How long does it take to decompress?
We don't really know for a full fledge game. The github demo has big impacts of FPS for on-sample because it's just running
that demo and nothing else so a ~0.2-1ms frametime has big impacts in the thousands of fps.
Nvidia and I guess other companies are optimistic on deployment in games. Nvidia's paper :
Although NTC is more expensive than traditional hardware-accelerated texture filtering, our results demonstrate that our method achieves high performance and is practical for use in real-time rendering. Furthermore, when rendering a complex scene in a fully-featured renderer, we expect the cost of our method to be partially hidden by the execution of concurrent work (e.g., ray tracing) thanks to the GPU latency hiding capabilities. The potential for latency hiding depends on various factors, such as hardware architecture, the presence of dedicated matrix-multiplication units that are otherwise under-utilized, cache sizes, and register usage. We leave investigating this for future work
With Playstation 6 at least confirmed to have NTC on-load.
So I guess these questions will come back often
- On-load
- You'll save on game size only on SSD.
- You'll stress VRAM bandwidth more due to NTC→BCn
- No VRAM saving, it'll go back to BCn size.
- No impact on render pipeline performance
- On-sample
- You'll save on game size on SSD
- You'll save on VRAM size and bandwidth usage has to be lower too as there's no decompression going on there.
- You'll have a performance hit in pipeline as it will do inference with tensor cores. More than likely "hidden" or near negligible in a modern game's frametime. Inference in in the ~0.5-1ms frametime.

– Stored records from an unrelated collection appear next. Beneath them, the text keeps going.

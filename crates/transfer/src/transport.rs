//! Transport seam between the driver and an HTTP client.

use std::future::Future;
use std::pin::Pin;
use std::time::Duration;

use resumable_protocol::{HttpRequest, HttpResponse};

/// Errors a transport reports for a single request.
#[derive(Debug, Clone, PartialEq, Eq, thiserror::Error)]
pub enum TransportError {
    #[error("network error: {0}")]
    Network(String),

    #[error("request timed out after {0:?}")]
    Timeout(Duration),

    #[error("invalid request: {0}")]
    InvalidRequest(String),
}

impl TransportError {
    /// Network failures and timeouts are worth another attempt; a request the
    /// client cannot even build is not.
    pub fn is_retryable(&self) -> bool {
        !matches!(self, TransportError::InvalidRequest(_))
    }
}

/// Sends one HTTP request and returns its status and headers.
///
/// `resumable-http` implements this on top of `reqwest`. Keeping it a trait
/// lets the driver run against scripted transports in tests.
pub trait Transport: Send + Sync {
    fn send(
        &self,
        request: HttpRequest,
    ) -> Pin<Box<dyn Future<Output = Result<HttpResponse, TransportError>> + Send + '_>>;
}

#[cfg(test)]
mod tests {
    use super::*;

    #[test]
    fn retryable_classes() {
        assert!(TransportError::Network("reset".into()).is_retryable());
        assert!(TransportError::Timeout(Duration::from_secs(1)).is_retryable());
        assert!(!TransportError::InvalidRequest("bad url".into()).is_retryable());
    }

    #[test]
    fn timeout_message() {
        let e = TransportError::Timeout(Duration::from_secs(3));
        assert_eq!(e.to_string(), "request timed out after 3s");
    }
}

- Stochastic texture filtering is a requirement here
- On-Feedback
- You'll save on game size on SSD
- This is using sample feedback.
- It uses SFS to find the set of texture tiles needed for rendering and decompress only those tiles to BCN at runtime.
- Better than On-load on VRAM usage
- Lower performance hit than on-sample
- They mention potentially uneven frame times in their presentations. Probably an area of improvement.
Anyone can test Nvidia's github demo btw, even AMD and Intel cards. I think AMD only has a bug for on feedback.
At a minimum, anything NTC saves on SSD space and has been tested all the way down to a low tier Turing GPUs
You'll have high end PCs that will likely have margin to have on sample because in the future you'll also be with a ton of neural rendering and saving space is important, upscaling, framegen, ray reconstruction, neural shaders, neural skin, neural radiance cache path tracing, neural everything DLSS 5
While lower hardware will likely pick NTC on-load.
Really curious if Switch 2 can uses NTC on-load for certain games to save on cartridge size and minuscule storage. If the VRAM bandwidth permits it. Likely not for all games but certain developers could probably afford the feature.
Neural compression also opens up many other compression fields with research going on now for compressing light probes for baked lighting for huge open worlds. Although now I think by the time you have GPUs doing NTC, the reasons to go baked lighting over ray tracing doesn't make much sense. Maybe would help for lower end and SSD saving again.